Summary

Preparação da amostra usando um método de monocamadas lipídica para estudos cristalográficos eletrônicos

Published: November 20, 2021
doi:

Summary

Monocamadas lipídicas têm sido usadas como base para a formação de cristais proteicos bidimensionais (2D) para estudos estruturais por décadas. Eles são estáveis na interface ar-água e podem servir como um material de suporte fino para imagens eletrônicas. Aqui apresentamos os passos comprovados na preparação de monocamadas lipídicas para estudos biológicos.

Abstract

A cristalografia eletrônica é uma ferramenta poderosa para a determinação da estrutura de alta resolução. Macromoléculas como proteínas solúveis ou membranas podem ser cultivadas em cristais bidimensionais altamente ordenados (2D) em condições favoráveis. A qualidade dos cristais 2D cultivados é crucial para a resolução da reconstrução final via processamento de imagem 2D. Ao longo dos anos, monocamadas lipídicas têm sido usadas como uma camada de suporte para promover a cristalização 2D de proteínas de membrana periférica, bem como proteínas solúveis. Este método também pode ser aplicado à cristalização 2D de proteínas de membrana integral, mas requer uma investigação empírica mais extensa para determinar condições de detergente e diálise para promover o particionamento da monocamadas. Uma monocamada lipídica se forma na interface ar-água de tal forma que os grupos de cabeça lipídica polar permanecem hidratados na fase aquosa e nas cadeias aciíticas não polares, divisória de caudas no ar, quebrando a tensão superficial e achatando a superfície da água. A natureza carregada ou as características químicas distintas dos grupos chefes fornecem afinidade por proteínas em solução, promovendo a vinculação para a formação de matriz 2D. Uma monocamada recém-formada com a matriz 2D pode ser prontamente transferida para um microscópio eletrônico (EM) em uma grade de cobre revestida de carbono usada para levantar e suportar a matriz cristalina. Neste trabalho, descrevemos uma metodologia de monocamadas lipídica para imagens microscópicas de elétrons criogênicos (crio-EM).

Introduction

A difração eletrônica através de cristais 2D ou matrizes helicoidais de proteínas podem alcançar resoluções subnômetros em casos favoráveis1,2,3. De particular interesse são matrizes de proteína de membrana 2D reconstituídas ou cristais em seus ambientes quase nativos1. Como um cristal age como um amplificador de sinal aumentando a intensidade dos fatores estruturais em frequências espaciais específicas, a cristalografia eletrônica permite sondar um alvo com um tamanho menor em altas resoluções, como pequenas moléculas, do que aquelas para crio-EM de uma única partícula. O feixe de elétrons pode ser difracionado por uma matriz 2D ordenada de proteínas, gerando um padrão de difração ou uma imagem de rede, dependendo de onde o plano de imagem é gravado no detector4. As intensidades ditracadas podem então ser extraídas e processadas para reconstruir uma estrutura de projeção 2D do cristal. Os elétrons têm uma seção transversal de dispersão maior do que os raios-X e sua dispersão segue principalmente o modelo rutherford baseado na interação coulomb entre os elétrons e os átomos carregados na molécula5. As espessuras dos cristais de membrana 2D são geralmente inferiores a 100 nm, adequadas para transmissão eletrônica sem dispersão dinâmica ocorrendo dentro da amostra6. Estudos cristalográficos eletrônicos têm se mostrado uma poderosa ferramenta para sondar informações estruturais de alta resolução de proteínas de membrana e interações lipídica-proteínas7,8,9,10,11,12,13,14,15,16,17.

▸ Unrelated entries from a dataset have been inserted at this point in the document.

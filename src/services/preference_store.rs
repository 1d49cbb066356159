//! Persistent key-value store for user preferences.

use std::sync::Arc;
use std::time::{SystemTime, UNIX_EPOCH};

use rusqlite::{params, OptionalExtension};

use crate::database::connection::Database;
use crate::types::errors::StoreError;

/// Read and write single preference values by key.
pub trait PreferenceStore: Send + Sync {
    /// Returns `Ok(None)` when nothing is stored under `key`.
    fn read(&self, key: &str) -> Result<Option<String>, StoreError>;
    fn write(&self, key: &str, value: &str) -> Result<(), StoreError>;
}

/// Preference store backed by the `preferences` table.
pub struct SqlitePreferenceStore {
    db: Arc<Database>,
}

impl SqlitePreferenceStore {
    pub fn new(db: Arc<Database>) -> Self {
        Self { db }
    }
}

impl PreferenceStore for SqlitePreferenceStore {
    fn read(&self, key: &str) -> Result<Option<String>, StoreError> {
        let value = self
            .db
            .connection()
            .query_row(
                "SELECT value FROM preferences WHERE key = ?1",
                params![key],
                |row| row.get(0),
            )
            .optional()?;
        Ok(value)
    }

    fn write(&self, key: &str, value: &str) -> Result<(), StoreError> {
        let now = SystemTime::now()
            .duration_since(UNIX_EPOCH)
            .unwrap_or_default()
            .as_secs() as i64;
        self.db.connection().execute(
            "INSERT OR REPLACE INTO preferences (key, value, updated_at) VALUES (?1, ?2, ?3)",
            params![key, value, now],
        )?;
        tracing::debug!(key, value, "preference written");
        Ok(())
    }
}
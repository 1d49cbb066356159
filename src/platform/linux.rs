// Profile Finder platform paths for Linux
// Data: ~/.local/share/profile-finder

use std::env;
use std::path::PathBuf;

/// Returns the data directory for Profile Finder on Linux.
/// Uses `$XDG_DATA_HOME/profile-finder` if set, otherwise `~/.local/share/profile-finder`.
pub fn get_data_dir() -> PathBuf {
    data_dir_from(env::var("XDG_DATA_HOME").ok(), env::var("HOME").ok())
}

fn data_dir_from(xdg_data_home: Option<String>, home: Option<String>) -> PathBuf {
    match xdg_data_home.filter(|p| !p.is_empty()) {
        Some(xdg) => PathBuf::from(xdg).join("profile-finder"),
        None => PathBuf::from(home.unwrap_or_else(|| String::from("/tmp")))
            .join(".local")
            .join("share")
            .join("profile-finder"),
    }
}
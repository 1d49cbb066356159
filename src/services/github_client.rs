//! HTTP access to the GitHub REST API.
//!
//! The lookup controller only needs "GET this URL, give me status and body",
//! so that is all the [`Fetcher`] seam exposes. [`GitHubClient`] is the
//! reqwest-backed implementation.

use async_trait::async_trait;
use reqwest::header::{HeaderMap, HeaderValue, ACCEPT};
use reqwest::Client;
use url::Url;

use crate::types::errors::{AppError, LookupError};

pub const DEFAULT_API_URL: &str = "https://api.github.com";
pub const DEFAULT_USER_AGENT: &str = concat!("profile-finder/", env!("CARGO_PKG_VERSION"));

/// Status and body of a completed request.
#[derive(Debug, Clone, PartialEq, Eq)]
pub struct FetchResponse {
    pub status: u16,
    pub body: String,
}

impl FetchResponse {
    pub fn is_success(&self) -> bool {
        (200..300).contains(&self.status)
    }
}

/// Issues GET requests. Errors are transport failures only; any HTTP status,
/// including 404, is a successful fetch.
#[async_trait]
pub trait Fetcher: Send + Sync {
    async fn fetch(&self, url: &str) -> Result<FetchResponse, LookupError>;
}

/// Builds `<api_url>/users/<username>` with the username as one encoded path segment.
pub fn profile_url(api_url: &str, username: &str) -> Result<String, LookupError> {
    let mut url =
        Url::parse(api_url).map_err(|e| LookupError::InvalidUrl(format!("{}: {}", api_url, e)))?;
    url.path_segments_mut()
        .map_err(|_| LookupError::InvalidUrl(format!("{}: cannot be a base", api_url)))?
        .pop_if_empty()
        .push("users")
        .push(username);
    Ok(url.into())
}

pub struct GitHubClient {
    client: Client,
}

impl GitHubClient {
    pub fn new(user_agent: &str) -> Result<Self, AppError> {
        let mut headers = HeaderMap::new();
        headers.insert(
            ACCEPT,
            HeaderValue::from_static("application/vnd.github.v3+json"),
        );

        let client = Client::builder()
            .user_agent(user_agent)
            .default_headers(headers)
            .build()?;

        Ok(Self { client })
    }
}

#[async_trait]
impl Fetcher for GitHubClient {
    async fn fetch(&self, url: &str) -> Result<FetchResponse, LookupError> {
        tracing::debug!(url, "GET");
        let response = self.client.get(url).send().await?;
        let status = response.status().as_u16();
        let body = response.text().await?;
        tracing::debug!(url, status, bytes = body.len(), "response received");
        Ok(FetchResponse { status, body })
    }
}
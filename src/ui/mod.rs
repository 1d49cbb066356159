//! Profile Finder presentation layer.
//!
//! `render` and `console` are pure projections of the lookup state. The
//! WebView window (`gui` feature) uses `wry` for rendering:
//! - Windows: WebView2
//! - Linux: WebKitGTK
//! - macOS: WKWebView

pub mod console;
pub mod render;

#[cfg(feature = "gui")]
pub mod webview_app;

Uma monocamada lipídica é uma única camada lipídica composta de fosfolipídios densamente embalados em uma interface ar-água6, que pode auxiliar a formação de matriz 2D para proteínas solúveis ou proteínas de membrana periférica18. Dependendo da densidade dos lipídios e de sua pressão lateral, as moléculas lipídicas podem formar uma matriz 2D ordenada na interface ar-água com suas correntes de aciis estendidas ao ar e grupos de cabeça hidrofílicos expostos na solução aquosa1,6,19. O headgroup lipídico pode interagir com proteínas através da interação eletrostática ou pode ser modificado para fornecer uma etiqueta de afinidade para ligar um domínio proteico específico. Por exemplo, os DOGS-NTA-Ni (1,2-dioleoyl-sn -glycero-3-[(N-(5-amino-1-carboxypentyl)imino ácido diacético)succinyl]2- Ni2+) é frequentemente usado na formação de uma monocamada lipídica para ligar as proteínas com uma tag poli-histidina20,21,22. Além disso, a toxina da cólera B pode ligar um pentasacarídeo particular do ganglioside GM1 em uma monocamada lipídica para estudos estruturais23,24. Ancorando as proteínas nos grupos de cabeça lipídicos, a monocamada lipídica pode auxiliar na formação das matrizes 2D que são finas para estudos cristalográficos de alta resolução. A técnica de monocamadas lipídica tem sido usada na cristalografia eletrônica para estudos estruturais de proteínas, tais como streptavidin2,25, anexo V26, cólera toxina27, E. coli gyrase B subunit28, E. coli RNA polymerase25,29,30, carboxysome shell proteins31 e as proteínas capsid do vírus HIV-1 32 e Mol muroneyine leucemia 33. Devido à estabilidade e propriedade química da monocamide lipídica, diferentes aplicações para preparação da amostra foram exploradas para a imagem crio-EM34. No entanto, a otimização será necessária para a formação de matrizes proteicas.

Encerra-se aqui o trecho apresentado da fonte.